Second normal form    A table is in second normal form when redundant data has been removed, but one or more columns are either not based on the primary key or contain calculated values (such as Price * Discount).

Third normal form    A table is in third normal form when all columns in the table are based solely on the primary key. As shown in the following picture, product and supplier information are stored in separate tables and are joined on a lookup to the Supplier ID field in the Suppliers table.

Tables in zero, first, and second normal form can present problems when you want to change data. For example, updating values that are repeated frequently is an extremely time consuming process. Each time you update a value, you need to check to see if every other row contains that same value. This can waste your time and be an error-prone operation. Furthermore, it's difficult to effectively sort and filter columns that contain repeating values. Tables in first and second normal form are a big improvement over zero normal form, but they can still be a problem when you insert, update or delete data.

When you go through the process of normalizing your data, you convert a table from a lower form to a higher form until all tables are in third normal form. In most cases, third normal form is ideal because:

  • Modification problems can be eliminated when data is inserted, deleted, or updated.

  • The integrity of the data can be maintained with data constraints and business rules.

  • You can query the data in a variety of ways to answer your questions.

Top of Page

Relationships and keys

A well-defined relational database contains several tables, each in third normal form, but there are also relationships between these tables that help bring the data together. For example, Employees belong to Departments and are assigned to Projects, Projects have Subtasks, Subtasks are owned by Employees, and Departments manage Projects. In this scenario, a relational database would have four tables defined: Employees, Projects, Subtasks, and Departments, with each of these key relationships defined: belong to, are assigned to, have, are owned by, and manage.

There are three types of relationships:

  • One-to-one (1:1)    For example, each employee has a unique badge ID and each badge ID refers to has a unique employee.

  • One-to-many (1:M)    For example, each employee is assigned to one department, but a department has many employees. This is also called a parent-child relationship.

  • Many-to-many (M:M)    For example, an employee can be assigned to many projects, and each project can have many employees assigned. Note that a special table, called a junction table, is often used to create a one-to-many relationship between each table in third normal form for a total of three tables that together form the many-to-many relationship.

You create a relationship between two or more tables based on primary and foreign keys. A primary key is a column in a table whose values uniquely identify each row in a table, such as a Badge Number or Department Code. A foreign key is a column in a table whose values are the same as the primary key of another table. You can think of a foreign key as a copy of primary key from another relational table. The relationship between two tables is made by matching the values of the foreign key in one table with the values of the primary key in another.

primary and foreign key relationships

Top of Page

Data integrity and validity

After you create a relational database with all tables in third normal form and the correct relationships defined, you want to ensure the integrity of that data. Data integrity means that you can correctly and consistently navigate relationships and manipulate the tables in the database over time as the database is updated. There are two basic rules in relational databases that help to ensure data integrity.

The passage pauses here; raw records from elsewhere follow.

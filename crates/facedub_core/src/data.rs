use burn::tensor::backend::{AutodiffBackend, Backend};
use burn::tensor::Tensor;
use nalgebra as na;
use std::collections::HashMap;

/// Per-frame similarity/affine mapping from frame-space pixel coordinates to
/// the reconstruction module's crop space. This is the inverse-map convention
/// used to place the crop back into the frame, so the same matrix drives the
/// resampling of UV maps and masks.
#[derive(Clone, Debug)]
pub struct CropTransform {
    pub matrix: na::Matrix3<f32>,
}

impl CropTransform {
    pub fn new(matrix: na::Matrix3<f32>) -> Self {
        Self { matrix }
    }

    pub fn identity() -> Self {
        Self {
            matrix: na::Matrix3::identity(),
        }
    }
}

/// Opaque reconstruction codes (shape/expression/pose etc.), one named tensor
/// of shape `[B, T, D]` per code. The core never interprets them; it only
/// flattens the batch/time dimensions before handing them to the decoder.
#[derive(Clone, Debug)]
pub struct ReconParams<B: Backend> {
    pub codes: HashMap<String, Tensor<B, 3>>,
}

impl<B: Backend> ReconParams<B> {
    pub fn new(codes: HashMap<String, Tensor<B, 3>>) -> Self {
        Self { codes }
    }

    /// Flattens every code from `[B, T, D]` to `[B * T, D]`.
    pub fn flattened(&self) -> HashMap<String, Tensor<B, 2>> {
        self.codes
            .iter()
            .map(|(name, code)| (name.clone(), code.clone().flatten(0, 1)))
            .collect()
    }
}

impl<B: AutodiffBackend> ReconParams<B> {
    /// Flattened codes on the inner (non-autodiff) backend; the decoder is an
    /// external frozen collaborator and never takes gradients.
    pub fn flattened_inner(&self) -> HashMap<String, Tensor<B::InnerBackend, 2>> {
        self.codes
            .iter()
            .map(|(name, code)| (name.clone(), code.clone().inner().flatten(0, 1)))
            .collect()
    }
}

/// A temporal window of `T` frames for each of `B` clips.
///
/// Invariant: all `T` frames of one batch item belong to the identity named
/// at the same index of `ids`.
#[derive(Clone, Debug)]
pub struct FrameBatch<B: Backend> {
    /// RGB frames `[B, T, 3, H, W]`, values in [0, 1].
    pub frames: Tensor<B, 5>,
    pub params: ReconParams<B>,
    /// One identity key per batch item.
    pub ids: Vec<String>,
}

impl<B: Backend> FrameBatch<B> {
    /// # Panics
    /// Will panic if the identity list does not line up with the batch
    pub fn new(frames: Tensor<B, 5>, params: ReconParams<B>, ids: Vec<String>) -> Self {
        let [b, _t, c, _h, _w] = frames.dims();
        assert!(
            ids.len() == b,
            "One identity per batch item is required: {} identities for batch of {b}",
            ids.len()
        );
        assert!(c == 3, "Frames must be RGB, got {c} channels");
        Self { frames, params, ids }
    }

    pub fn batch_size(&self) -> usize {
        self.frames.dims()[0]
    }

    pub fn window_len(&self) -> usize {
        self.frames.dims()[1]
    }

    pub fn frame_size(&self) -> usize {
        self.frames.dims()[4]
    }
}

/// Raw per-frame output of the external reconstruction module, in its crop
/// space, for `N = B * T` flattened frames.
#[derive(Clone, Debug)]
pub struct SurfaceMaps<B: Backend> {
    /// UV correspondence field `[N, 2, h', w']`, normalized to [-1, 1].
    pub uv: Tensor<B, 4>,
    /// Soft mask `[N, 1, h', w']` of the region the texture fully determines.
    pub inner_mask: Tensor<B, 4>,
    /// Soft mask `[N, 1, h', w']` of the full replaceable region.
    pub outer_mask: Tensor<B, 4>,
    /// One frame-to-crop (inverse-map) transform per flattened frame.
    pub tforms: Vec<CropTransform>,
}

/// Frame-space, pixel-aligned surfaces for `N = B * T` flattened frames. All
/// three maps were warped by the same per-frame transform, so they stay
/// aligned with the raw frames by construction.
#[derive(Clone, Debug)]
pub struct AlignedSurfaces<B: Backend> {
    /// Sampling coordinates `[N, S, S, 2]`, normalized to [-1, 1].
    pub uv: Tensor<B, 4>,
    /// Inner mask `[N, 1, S, S]`.
    pub inner: Tensor<B, 4>,
    /// Outer mask `[N, 1, S, S]`.
    pub outer: Tensor<B, 4>,
}

impl<B: Backend> AlignedSurfaces<B> {
    /// Lifts the surfaces into an autodiff backend. They carry no gradients
    /// of their own; only the texture raster sampled through them does.
    pub fn autodiff<AB: AutodiffBackend<InnerBackend = B>>(self) -> AlignedSurfaces<AB> {
        AlignedSurfaces {
            uv: Tensor::from_inner(self.uv),
            inner: Tensor::from_inner(self.inner),
            outer: Tensor::from_inner(self.outer),
        }
    }
}

/// Interface of the external 3D face-reconstruction module: flattened
/// per-frame codes in, crop-space UV/masks and crop transforms out. Internals
/// are out of scope for this crate.
pub trait SurfaceDecoder<B: Backend> {
    fn decode(&self, params: &HashMap<String, Tensor<B, 2>>) -> SurfaceMaps<B>;
}

/// Narrow preview interface a data source exposes: frame-indexed access to
/// single-item batches, used only for rendering preview sequences.
pub trait PreviewSource<B: Backend> {
    fn num_frames(&self) -> usize;

    /// Returns a batch with `batch_size == 1` for the given frame index.
    fn frame_at(&self, index: usize) -> FrameBatch<B>;
}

The entity rule    Each row in a table must have a primary key and that primary key must have a value. This rule makes sure that every row in a table can be uniquely identified and is never inadvertently lost. Furthermore, whenever you insert, update, or delete data, the uniqueness and existence of all primary keys can be maintained.

The referential integrity rule    This rule controls insertion and deletion rules of the one-to-many relationship. If a table has a foreign key, every value of the foreign key must either be null (no value) or must match the values in the relational table in which that foreign key is a primary key.

editing relationships

You can also further ensure data integrity in a relational database by using various data validation rules, including data type (such as Integer), data length (such as 15 characters or less), data format (such as currency), default value (such as 10), and constraints (such as Inventory_Amt > ReOrder_Amt). These data validation rules help ensure that the database has quality data and also conforms to established business rules.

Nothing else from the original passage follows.